### PROBLEM TO SOLVE
Count how many lines in the entries below hold the string "TextDocument", and respond with that number only.

*** MATERIALS PROVIDED Section Begins ***

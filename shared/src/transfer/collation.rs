//! Czech-aware ordering of warehouse positions for pick lists.
//!
//! Three levels, compared in order:
//! 1. primary: symbols < digit runs (numeric) < letters; háček letters
//!    (č, ř, š, ž) sort right after their base letter, the digraph ch is
//!    one letter between h and i, other accents are equal to the base letter
//! 2. secondary: accents
//! 3. tertiary: lowercase before uppercase

use std::cmp::Ordering;

#[derive(Debug, Clone, PartialEq, Eq, PartialOrd, Ord)]
enum Primary {
    Symbol(u32),
    /// Digit run without leading zeros, compared by length then digits
    Number(usize, String),
    Letter(u32),
}

#[derive(Debug, Clone, PartialEq, Eq, PartialOrd, Ord)]
struct CollationKey {
    primary: Vec<Primary>,
    secondary: Vec<u8>,
    tertiary: Vec<bool>,
}

/// (base letter, own primary slot after the base, accent weight)
fn fold_letter(c: char) -> (char, bool, u8) {
    match c {
        'á' => ('a', false, 1),
        'ä' => ('a', false, 2),
        'č' => ('c', true, 0),
        'ď' => ('d', false, 1),
        'é' => ('e', false, 1),
        'ě' => ('e', false, 2),
        'í' => ('i', false, 1),
        'ň' => ('n', false, 1),
        'ó' => ('o', false, 1),
        'ö' => ('o', false, 2),
        'ř' => ('r', true, 0),
        'š' => ('s', true, 0),
        'ť' => ('t', false, 1),
        'ú' => ('u', false, 1),
        'ů' => ('u', false, 2),
        'ü' => ('u', false, 3),
        'ý' => ('y', false, 1),
        'ž' => ('z', true, 0),
        other => (other, false, 0),
    }
}

fn collation_key(value: &str) -> CollationKey {
    let mut key = CollationKey {
        primary: Vec::new(),
        secondary: Vec::new(),
        tertiary: Vec::new(),
    };

    let mut chars = value.chars().peekable();
    while let Some(c) = chars.next() {
        if c.is_ascii_digit() {
            let mut digits = String::from(c);
            while let Some(next) = chars.next_if(|n| n.is_ascii_digit()) {
                digits.push(next);
            }
            let significant = digits.trim_start_matches('0');
            let significant = if significant.is_empty() { "0" } else { significant };
            key.primary
                .push(Primary::Number(significant.len(), significant.to_string()));
            key.secondary.push(0);
            key.tertiary.push(false);
            continue;
        }

        if c.is_alphabetic() {
            let lower = c.to_lowercase().next().unwrap_or(c);
            if lower == 'c' && chars.next_if(|n| matches!(n, 'h' | 'H')).is_some() {
                key.primary.push(Primary::Letter(('h' as u32) * 2 + 1));
                key.secondary.push(0);
                key.tertiary.push(c.is_uppercase());
                continue;
            }
            let (base, own_slot, accent) = fold_letter(lower);
            let weight = (base as u32) * 2 + u32::from(own_slot);
            key.primary.push(Primary::Letter(weight));
            key.secondary.push(accent);
            key.tertiary.push(c.is_uppercase());
            continue;
        }

        if c.is_whitespace() {
            continue;
        }

        key.primary.push(Primary::Symbol(c as u32));
        key.secondary.push(0);
        key.tertiary.push(false);
    }

    key
}

/// Compare two positions; items without a position go last
pub fn compare_positions(a: Option<&str>, b: Option<&str>) -> Ordering {
    match (a, b) {
        (Some(a), Some(b)) => collation_key(a)
            .cmp(&collation_key(b))
            .then_with(|| a.cmp(b)),
        (Some(_), None) => Ordering::Less,
        (None, Some(_)) => Ordering::Greater,
        (None, None) => Ordering::Equal,
    }
}

#[cfg(test)]
mod tests {
    use super::*;

    fn sorted(values: &[&str]) -> Vec<String> {
        let mut v: Vec<&str> = values.to_vec();
        v.sort_by(|a, b| compare_positions(Some(a), Some(b)));
        v.into_iter().map(String::from).collect()
    }

    #[test]
    fn test_digit_runs_compare_numerically() {
        assert_eq!(sorted(&["A-10", "A-2", "A-1"]), vec!["A-1", "A-2", "A-10"]);
        assert_eq!(sorted(&["R02", "R1"]), vec!["R1", "R02"]);
    }

    #[test]
    fn test_hacek_letters_follow_base() {
        assert_eq!(sorted(&["čep", "dub", "cop"]), vec!["cop", "čep", "dub"]);
        assert_eq!(sorted(&["šroub", "tác", "sklo"]), vec!["sklo", "šroub", "tác"]);
    }

    #[test]
    fn test_ch_sorts_between_h_and_i() {
        assert_eq!(
            sorted(&["I-1", "CH-1", "C-1", "H-1"]),
            vec!["C-1", "H-1", "CH-1", "I-1"]
        );
        assert_eq!(sorted(&["chléb", "hrnek", "cukr"]), vec!["cukr", "hrnek", "chléb"]);
        assert_eq!(sorted(&["Ch2", "ch2"]), vec!["ch2", "Ch2"]);
    }

    #[test]
    fn test_accents_are_secondary() {
        assert_eq!(sorted(&["ráj", "rak", "rab"]), vec!["rab", "ráj", "rak"]);
    }

    #[test]
    fn test_case_insensitive_primary() {
        assert_eq!(sorted(&["b1", "A2", "a1"]), vec!["a1", "A2", "b1"]);
    }

    #[test]
    fn test_missing_position_sorts_last() {
        assert_eq!(compare_positions(None, Some("A")), Ordering::Greater);
        assert_eq!(compare_positions(Some("Z"), None), Ordering::Less);
        assert_eq!(compare_positions(None, None), Ordering::Equal);
    }
}
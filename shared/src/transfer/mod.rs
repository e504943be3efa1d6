//! Transfer documents: numbering, creation from a plan, fulfillment and printing

pub mod collation;
pub mod factory;
pub mod fulfillment;
pub mod numbering;
pub mod pick_list;

pub use collation::compare_positions;
pub use factory::{
    index_assignments, DocumentDraft, FactoryOutput, FactorySettings, LineDraft,
    TransferDocumentFactory,
};
pub use fulfillment::{
    AdHocItem, FulfillmentAction, FulfillmentError, ItemAddition, ScanOutcome, Transition,
};
pub use numbering::{DocumentNumber, NumberSequence, NumberingError, DOCUMENT_PREFIX};
pub use pick_list::{PickList, PickListRow};
//! Largest-remainder (Hamilton) apportionment of scarce central stock

use std::collections::BTreeMap;

use rust_decimal::prelude::ToPrimitive;
use rust_decimal::Decimal;

use crate::types::StoreCode;

struct Share<'a> {
    store: &'a StoreCode,
    requested: i32,
    allocated: i32,
    /// Ideal real-valued share minus its floor
    loss: Decimal,
}

/// Distribute `available` units across the requesting stores.
///
/// Guarantees `sum(result) <= floor(available)` and `result[s] <= requested[s]`.
/// Under scarcity the sum equals `floor(available)` exactly. Stores left with
/// zero units are absent from the result.
///
/// Equal fractional losses are broken by store code, ascending.
pub fn allocate(requested: &BTreeMap<StoreCode, i32>, available: Decimal) -> BTreeMap<StoreCode, i32> {
    let demand: Vec<(&StoreCode, i32)> = requested
        .iter()
        .filter(|(_, quantity)| **quantity > 0)
        .map(|(store, quantity)| (store, *quantity))
        .collect();

    let total_demand: i64 = demand.iter().map(|(_, q)| i64::from(*q)).sum();
    if total_demand == 0 || available <= Decimal::ZERO {
        return BTreeMap::new();
    }

    let total = Decimal::from(total_demand);
    if available >= total {
        return demand
            .into_iter()
            .map(|(store, quantity)| (store.clone(), quantity))
            .collect();
    }

    let mut shares: Vec<Share<'_>> = demand
        .into_iter()
        .map(|(store, quantity)| {
            // multiply before dividing to keep the ideal share exact
            let ideal = Decimal::from(quantity) * available / total;
            let floor = ideal.floor();
            Share {
                store,
                requested: quantity,
                allocated: floor.to_i32().unwrap_or(0),
                loss: ideal - floor,
            }
        })
        .collect();

    let provisional: i64 = shares.iter().map(|s| i64::from(s.allocated)).sum();
    let mut remaining = available.floor().to_i64().unwrap_or(0) - provisional;

    shares.sort_by(|a, b| b.loss.cmp(&a.loss).then_with(|| a.store.cmp(b.store)));
    for share in shares.iter_mut() {
        if remaining <= 0 {
            break;
        }
        if share.allocated < share.requested {
            share.allocated += 1;
            remaining -= 1;
        }
    }

    shares
        .into_iter()
        .filter(|share| share.allocated > 0)
        .map(|share| (share.store.clone(), share.allocated))
        .collect()
}
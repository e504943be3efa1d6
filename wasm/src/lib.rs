//! WebAssembly module for the store transfer platform
//!
//! Provides client-side computation for:
//! - Replenishment demand previews
//! - Scarce-stock apportionment
//! - Document number formatting
//! - Pick list position ordering and offline validation

use std::collections::BTreeMap;

use rust_decimal::prelude::ToPrimitive;
use rust_decimal::Decimal;
use serde::Deserialize;
use wasm_bindgen::prelude::*;

use shared::allocation::{allocate, AllocationPlanner, DemandPolicy};
use shared::transfer::{compare_positions, DocumentNumber, NumberSequence};

// Re-export shared types for use in JavaScript
pub use shared::models::*;
pub use shared::types::*;
pub use shared::validation::*;

/// Initialize the WASM module
#[wasm_bindgen(start)]
pub fn init() {
    #[cfg(target_arch = "wasm32")]
    web_sys::console::log_1(&JsValue::from_str("transfer-wasm loaded"));
}

/// Everything the browser holds for an offline allocation preview
#[derive(Debug, Deserialize)]
struct PreviewInput {
    products: Vec<Product>,
    #[serde(default)]
    store_sales: Vec<StoreSalesRecord>,
    #[serde(default)]
    central_sales: Vec<CentralSalesRecord>,
    #[serde(default)]
    store_stock: Vec<StoreStockRecord>,
    #[serde(default)]
    central_stock: Vec<CentralStockRecord>,
    #[serde(default)]
    policy: DemandPolicy,
}

fn preview_plan(input_json: &str) -> Result<String, String> {
    let input: PreviewInput =
        serde_json::from_str(input_json).map_err(|e| format!("Invalid preview JSON: {}", e))?;

    let snapshot = InventorySnapshot::from_records(
        input.products,
        input.store_sales,
        input.central_sales,
        input.store_stock,
        input.central_stock,
    );
    let plan = AllocationPlanner::new(input.policy)
        .plan(&snapshot)
        .map_err(|e| e.to_string())?;

    serde_json::to_string(&plan).map_err(|e| e.to_string())
}

fn apportion(requests_json: &str, available: &str) -> Result<String, String> {
    let requested: BTreeMap<StoreCode, i32> = serde_json::from_str(requests_json)
        .map_err(|e| format!("Invalid requests JSON: {}", e))?;
    let available: Decimal = available
        .trim()
        .parse()
        .map_err(|_| format!("Invalid quantity: {}", available))?;

    serde_json::to_string(&allocate(&requested, available)).map_err(|e| e.to_string())
}

fn next_number(year: i32, existing_json: &str) -> Result<String, String> {
    let existing: Vec<String> = serde_json::from_str(existing_json)
        .map_err(|e| format!("Invalid document list JSON: {}", e))?;
    let sequence = NumberSequence::continue_from(year, existing.iter().map(String::as_str));
    Ok(sequence.peek().to_string())
}

/// Full allocation plan for a JSON snapshot, as JSON
#[wasm_bindgen]
pub fn preview_allocation(input_json: &str) -> Result<String, JsValue> {
    preview_plan(input_json).map_err(|e| JsValue::from_str(&e))
}

/// Split a decimal supply across `{store: requested}`
#[wasm_bindgen]
pub fn allocate_units(requests_json: &str, available: &str) -> Result<String, JsValue> {
    apportion(requests_json, available).map_err(|e| JsValue::from_str(&e))
}

/// Units a store would request; 0 when it asks for nothing
#[wasm_bindgen]
pub fn compute_store_demand(average_sales: f64, current_stock: i32, target_stock: i32) -> i32 {
    let input = DemandInput {
        average_sales: Decimal::try_from(average_sales).unwrap_or(Decimal::ZERO),
        current_stock,
    };
    DemandPolicy::default()
        .compute_demand(&StoreCode::from("PREVIEW"), &input, Some(target_stock))
        .unwrap_or(0)
}

/// Central quantity left for stores after the warehouse reserve
#[wasm_bindgen]
pub fn central_available(quantity: i32, central_average_sales: f64) -> f64 {
    let central = CentralStockInfo {
        quantity,
        position: None,
        average_sales: Decimal::try_from(central_average_sales).unwrap_or(Decimal::ZERO),
    };
    shared::allocation::available_for_distribution(&central)
        .to_f64()
        .unwrap_or(0.0)
}

#[wasm_bindgen]
pub fn format_document_number(year: i32, sequence: u32) -> String {
    DocumentNumber::new(year, sequence).to_string()
}

/// Number the next document of `year` would get, given existing numbers
#[wasm_bindgen]
pub fn next_document_number(year: i32, existing_json: &str) -> Result<String, JsValue> {
    next_number(year, existing_json).map_err(|e| JsValue::from_str(&e))
}

/// -1, 0 or 1; empty positions sort last
#[wasm_bindgen]
pub fn compare_bin_positions(a: &str, b: &str) -> i32 {
    let a = Some(a.trim()).filter(|p| !p.is_empty());
    let b = Some(b.trim()).filter(|p| !p.is_empty());
    compare_positions(a, b) as i32
}

#[wasm_bindgen]
pub fn is_valid_store_code(code: &str) -> bool {
    validate_store_code(code).is_ok()
}

/// Whether finishing now needs a completion note
#[wasm_bindgen]
pub fn completion_note_required(unconfirmed_items: u32, note: &str) -> bool {
    unconfirmed_items > 0 && normalize_note(Some(note)).is_none()
}

#[cfg(test)]
mod tests {
    use super::*;

    #[test]
    fn test_compute_store_demand() {
        assert_eq!(compute_store_demand(4.2, 1, 5), 4);
        assert_eq!(compute_store_demand(10.0, 7, 10), 0);
        assert_eq!(compute_store_demand(0.0, 0, 3), 1);
        assert_eq!(compute_store_demand(10.0, 0, 0), 0);
    }

    #[test]
    fn test_central_available() {
        assert!((central_available(10, 4.0) - 8.0).abs() < 0.001);
        assert!(central_available(1, 6.0) < 0.0);
    }

    #[test]
    fn test_apportion() {
        let json = apportion(r#"{"A":10,"B":7,"C":3}"#, "14").unwrap();
        let result: BTreeMap<String, i32> = serde_json::from_str(&json).unwrap();
        assert_eq!(result["A"], 7);
        assert_eq!(result["B"], 5);
        assert_eq!(result["C"], 2);

        assert!(apportion(r#"{"A":1}"#, "lots").is_err());
    }

    #[test]
    fn test_preview_plan() {
        let input = r#"{
            "products": [{"code": "KAVA01", "name": "Káva", "target_stock": {"BRNO": 10}}],
            "store_sales": [{"code": "KAVA01", "store": "BRNO", "average_sales": "10"}],
            "central_stock": [{"code": "KAVA01", "quantity": 4, "position": "B-1"}]
        }"#;
        let plan: serde_json::Value = serde_json::from_str(&preview_plan(input).unwrap()).unwrap();
        assert_eq!(plan["products"][0]["allocated"]["BRNO"], 4);

        assert!(preview_plan(r#"{"products": []}"#).is_err());
    }

    #[test]
    fn test_document_numbers() {
        assert_eq!(format_document_number(2026, 5), "PV-2026-005");
        assert_eq!(
            next_number(2026, r#"["PV-2026-009", "PV-2025-400"]"#).unwrap(),
            "PV-2026-010"
        );
        assert!(next_number(2026, "not json").is_err());
    }

    #[test]
    fn test_compare_bin_positions() {
        assert_eq!(compare_bin_positions("A-2", "A-10"), -1);
        assert_eq!(compare_bin_positions("A-10", "A-2"), 1);
        assert_eq!(compare_bin_positions("", "A-1"), 1);
    }

    #[test]
    fn test_completion_note_required() {
        assert!(completion_note_required(2, "  "));
        assert!(!completion_note_required(2, "Chybí zboží"));
        assert!(!completion_note_required(0, ""));
    }
}
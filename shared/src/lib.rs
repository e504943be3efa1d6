//! Shared types and domain logic for inter-store transfers
//!
//! This crate contains the allocation engine, the transfer document
//! lifecycle and the types shared between the backend and the browser
//! (via WASM). Nothing here performs I/O.

pub mod allocation;
pub mod models;
pub mod transfer;
pub mod types;
pub mod validation;

pub use models::*;
pub use types::*;
pub use validation::*;
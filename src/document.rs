//! Line-oriented text buffer
//!
//! `TextDocument` holds a file as an ordered list of lines and supports one
//! mutation, `replace`, which swaps a contiguous range of lines for any
//! number of new ones. Every rewrite of the Podfile goes through it.
//!
//! Lines are split on `\n` only, so `to_string` reproduces the original
//! bytes exactly: a trailing newline becomes a final empty line and `\r`
//! characters stay attached to their line. Lines spliced into a document
//! whose first line ends in `\r\n` are given the same ending.

use std::fmt;
use std::fs;
use std::path::Path;

use crate::error::{Error, Result};

/// An ordered, mutable sequence of text lines.
#[derive(Debug, Clone, PartialEq, Eq)]
pub struct TextDocument {
    lines: Vec<String>,
}

impl TextDocument {
    /// Split `content` into lines.
    pub fn parse(content: &str) -> Self {
        Self {
            lines: content.split('\n').map(str::to_string).collect(),
        }
    }

    /// Read a document from disk.
    pub fn load(path: &Path) -> Result<Self> {
        let content = fs::read_to_string(path)?;
        Ok(Self::parse(&content))
    }

    /// Write the whole document back to `path`.
    pub fn save(&self, path: &Path) -> Result<()> {
        fs::write(path, self.to_string())?;
        Ok(())
    }

    pub fn lines(&self) -> &[String] {
        &self.lines
    }

    pub fn line(&self, index: usize) -> Option<&str> {
        self.lines.get(index).map(String::as_str)
    }

    pub fn len(&self) -> usize {
        self.lines.len()
    }

    pub fn is_empty(&self) -> bool {
        self.lines.is_empty()
    }

    /// Whether the document's lines end in `\r\n`, judged by its first line.
    pub fn uses_crlf(&self) -> bool {
        self.lines.len() > 1 && self.lines[0].ends_with('\r')
    }

    /// Replace `count` lines starting at `start` with `new_lines`.
    ///
    /// `start == len()` with `count == 0` appends. Any range reaching past
    /// the end of the document is rejected and leaves the document as it
    /// was.
    pub fn replace<I, S>(&mut self, start: usize, count: usize, new_lines: I) -> Result<()>
    where
        I: IntoIterator<Item = S>,
        S: Into<String>,
    {
        let len = self.lines.len();
        let end = start.checked_add(count).filter(|end| *end <= len);
        let Some(end) = end else {
            return Err(Error::Splice { start, count, len });
        };

        let crlf = self.uses_crlf();
        self.lines
            .splice(start..end, new_lines.into_iter().map(Into::into));

        if crlf {
            let added = self.lines.len() + count - len;
            // Appending turns the old last line into a terminated one.
            let first = if start == len { start.saturating_sub(1) } else { start };
            let upper = (start + added).min(self.lines.len().saturating_sub(1));
            for line in self.lines.iter_mut().take(upper).skip(first) {
                if !line.ends_with('\r') {
                    line.push('\r');
                }
            }
        }
        Ok(())
    }

    /// Insert `new_lines` before line `index`.
    pub fn insert<I, S>(&mut self, index: usize, new_lines: I) -> Result<()>
    where
        I: IntoIterator<Item = S>,
        S: Into<String>,
    {
        self.replace(index, 0, new_lines)
    }
}

impl fmt::Display for TextDocument {
    fn fmt(&self, f: &mut fmt::Formatter<'_>) -> fmt::Result {
        f.write_str(&self.lines.join("\n"))
    }
}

*** MATERIALS PROVIDED Section Ends ***

### RESPONSE FOR THIS EXERCISE
4